Profiling the genes affected by pathogenic TDP‐43 in astrocytes

Abstract

Mutation in TAR DNA binding protein 43 (TDP-43) is a causative factor of amyotrophic lateral sclerosis and frontotemporal lobar degeneration. Neurodegeneration may not require the presence of pathogenic TDP-43 in all types of relevant cells. Rather, expression of pathogenic TDP-43 in neurons or astrocytes alone is sufficient to cause cell-autonomous or non-cell-autonomous neuron death in transgenic rats. How pathogenic TDP-43 in astrocytes causes non-cell-autonomous neuron death, however, is not clear. Here, we examined the effect of pathogenic TDP-43 on gene expression in astrocytes. Microarray assay revealed that pathogenic TDP-43 in astrocytes preferentially altered expression of the genes encoding secretory proteins. Whereas neurotrophic genes were down-regulated, neurotoxic genes were up-regulated. Representative genes Lcn2 and chitinase-3-like protein 1 were markedly up-regulated in astrocytes from primary culture and intact transgenic rats. Furthermore, synthetic chitinase-3-like protein 1 induced neuron death in a dose-dependent manner. Our results suggest that TDP-43 pathogenesis is associated with the simultaneous induction of multiple neurotoxic genes in astrocytes, which may synergistically produce adverse effects on neuronal survival and contribute to non-cell-autonomous neuron death.
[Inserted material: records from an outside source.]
#[test]
fn test_text_expansion_and_placement() {
    let doc = convert(
        "  0
SECTION
  2
ENTITIES
  0
TEXT
  8
notes
  1
45%%d
 10
1.0
 20
2.0
 30
0.0
 40
2.5
  0
ENDSEC
  0
EOF
",
    );
    let layer = doc.layers.find("notes").unwrap();
    assert_eq!(layer.counts.text, 1);
    assert_eq!(layer.texts.len(), 1);
    let frag = &layer.texts[0];
    assert_eq!(frag.text, "45°");
    assert_eq!(frag.origin, Vector3::new(1.0, 2.0, 0.0));
    assert_eq!(frag.height, 2.5);
}

#[test]
fn test_text_unsupported_alignment_skipped() {
    let doc = convert(
        "  0
SECTION
  2
ENTITIES
  0
TEXT
  8
notes
  1
hello
 40
1.0
 72
3
 73
3
  0
ENDSEC
  0
EOF
",
    );
    let layer = doc.layers.find("notes").unwrap();
    assert!(layer.texts.is_empty());
    assert_eq!(layer.counts.text, 1);
    assert!(doc.notifications.has_type(NotificationType::NotSupported));
}

#[test]
fn test_mtext_multi_line_layout() {
    let doc = convert(
        "  0
SECTION
  2
ENTITIES
  0
MTEXT
  8
mt
  1
first\\Psecond
 10
0.0
 20
0.0
 30
0.0
 40
2.0
 71
1
  0
ENDSEC
  0
EOF
",
    );
    let layer = doc.layers.find("mt").unwrap();
    assert_eq!(layer.counts.mtext, 1);
    assert_eq!(layer.texts.len(), 2);
    assert_eq!(layer.texts[0].text, "first");
    assert_eq!(layer.texts[1].text, "second");
    // lines stack downward by 1.25 * height
    assert!((layer.texts[0].origin.y - layer.texts[1].origin.y - 2.5).abs() < 1e-9);
}

#[test]
fn test_point_marker() {
    let doc = convert(
        "  0
SECTION
  2
ENTITIES
  0
POINT
  8
pts
 10
3.0
 20
4.0
 30
5.0
  0
ENDSEC
  0
EOF
",
    );
    let layer = doc.layers.find("pts").unwrap();
    assert_eq!(layer.counts.point, 1);
    assert_eq!(layer.markers, vec![Vector3::new(3.0, 4.0, 5.0)]);
}
//! Layers and the layer registry.
//!
//! A layer owns its own vertex dedup index, triangle list, wire chains and
//! per-entity-kind counters.  Layers are created lazily as entities (or
//! LAYER table entries) reference them, and live for the whole conversion.

use super::{TextFragment, Triangle, VertexTree, Wire};
use crate::types::Vector3;

/// The ACI color sentinel meaning "inherit from the layer".
pub const BY_LAYER_COLOR: i32 = 256;

/// Name of the reserved default layer at index 0.
pub const DEFAULT_LAYER_NAME: &str = "noname";

/// Default ACI color (white).
pub const DEFAULT_COLOR: i32 = 7;

/// Per-entity-kind counters for one layer.
#[derive(Debug, Clone, Copy, Default, PartialEq, Eq)]
pub struct EntityCounts {
    pub line: usize,
    pub solid: usize,
    pub polyline: usize,
    pub lwpolyline: usize,
    pub ellipse: usize,
    pub circle: usize,
    pub spline: usize,
    pub arc: usize,
    pub text: usize,
    pub mtext: usize,
    pub attrib: usize,
    pub dimension: usize,
    pub leader: usize,
    pub face3d: usize,
    pub point: usize,
}

impl EntityCounts {
    /// Total number of finalized entities on the layer.
    pub fn total(&self) -> usize {
        self.line
            + self.solid
            + self.polyline
            + self.lwpolyline
            + self.ellipse
            + self.circle
            + self.spline
            + self.arc
            + self.text
            + self.mtext
            + self.attrib
            + self.dimension
            + self.leader
            + self.face3d
            + self.point
    }
}

/// A named, colored grouping of converted geometry.
#[derive(Debug, Clone)]
pub struct Layer {
    /// Layer name (scrubbed of characters the sink cannot accept).
    pub name: String,
    /// ACI color number.
    pub color_number: i32,
    /// Vertex dedup index backing the triangle list.
    pub vertex_tree: VertexTree,
    /// Triangles indexing into `vertex_tree`.
    pub triangles: Vec<Triangle>,
    /// Untriangulated chains.
    pub wires: Vec<Wire>,
    /// Laid-out text.
    pub texts: Vec<TextFragment>,
    /// Point markers.
    pub markers: Vec<Vector3>,
    /// Entity counters.
    pub counts: EntityCounts,
}

impl Layer {
    /// Create an empty layer with a fresh vertex tree.
    pub fn new(name: impl Into<String>, color_number: i32, tol_sq: f64) -> Self {
        Layer {
            name: name.into(),
            color_number,
            vertex_tree: VertexTree::new(tol_sq),
            triangles: Vec::new(),
            wires: Vec::new(),
            texts: Vec::new(),
            markers: Vec::new(),
            counts: EntityCounts::default(),
        }
    }

    /// Append a triangle, silently skipping degenerate ones.
    pub fn add_triangle(&mut self, v1: u32, v2: u32, v3: u32) {
        let tri = Triangle::new(v1, v2, v3);
        if tri.is_degenerate() {
            return;
        }
        self.triangles.push(tri);
    }

    /// True when the layer holds anything worth handing to a sink.
    pub fn has_geometry(&self) -> bool {
        !self.triangles.is_empty()
            || !self.wires.is_empty()
            || !self.texts.is_empty()
            || !self.markers.is_empty()
    }
}

/// Registry of layers, keyed by (name, color) or name alone depending on
/// the matching policy in effect.
///
/// Index 0 is always the reserved default layer.  Lookup scans in creation
/// order, so layer indices are deterministic for a given input.
#[derive(Debug, Clone)]
pub struct LayerTable {
    layers: Vec<Layer>,
    tol_sq: f64,
}

impl LayerTable {
    /// Create a table containing only the default layer.
    pub fn new(tol_sq: f64) -> Self {
        Self {
            layers: vec![Layer::new(DEFAULT_LAYER_NAME, DEFAULT_COLOR, tol_sq)],
            tol_sq,
        }
    }

    /// Resolve a layer index, creating the layer on first use.
    ///
    /// Matching policy: with colors honored (`ignore_colors` and
    /// `color_by_layer` both off) and a color other than the BYLAYER
    /// sentinel, layers match on (name, color); otherwise on name alone.
    pub fn get_or_create(
        &mut self,
        name: &str,
        color: i32,
        ignore_colors: bool,
        color_by_layer: bool,
    ) -> usize {
        let split_by_color = !ignore_colors && !color_by_layer && color != BY_LAYER_COLOR;
        for (i, layer) in self.layers.iter().enumerate().skip(1) {
            let matched = if split_by_color {
                layer.name == name && layer.color_number == color
            } else {
                layer.name == name
            };
            if matched {
                return i;
            }
        }
        self.layers.push(Layer::new(name, color, self.tol_sq));
        self.layers.len() - 1
    }

    /// Layer by index.
    pub fn get(&self, index: usize) -> &Layer {
        &self.layers[index]
    }

    /// Mutable layer by index.
    pub fn get_mut(&mut self, index: usize) -> &mut Layer {
        &mut self.layers[index]
    }

    /// First layer with the given name, if any.
    pub fn find(&self, name: &str) -> Option<&Layer> {
        self.layers.iter().find(|l| l.name == name)
    }

    /// Number of layers, including the default layer.
    pub fn len(&self) -> usize {
        self.layers.len()
    }

    /// Always false: the default layer exists from construction.
    pub fn is_empty(&self) -> bool {
        self.layers.is_empty()
    }

    /// Iterate layers in creation order.
    pub fn iter(&self) -> std::slice::Iter<'_, Layer> {
        self.layers.iter()
    }
}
Restricted expression of pathogenic TDP-43 in astrocytes causes non-cell-autonomous motor neuron death in transgenic rats. As revealed by microarray assay, pathogenic TDP-43 in astrocytes preferentially altered expression of the genes encoding secretory proteins. Whereas neurotrophic genes were down-regulated, neurotoxic genes were up-regulated. Therefore, TDP-43 pathogenesis is associated with simultaneous induction of neurotoxic genes and repression of neurotrophic genes in astrocytes.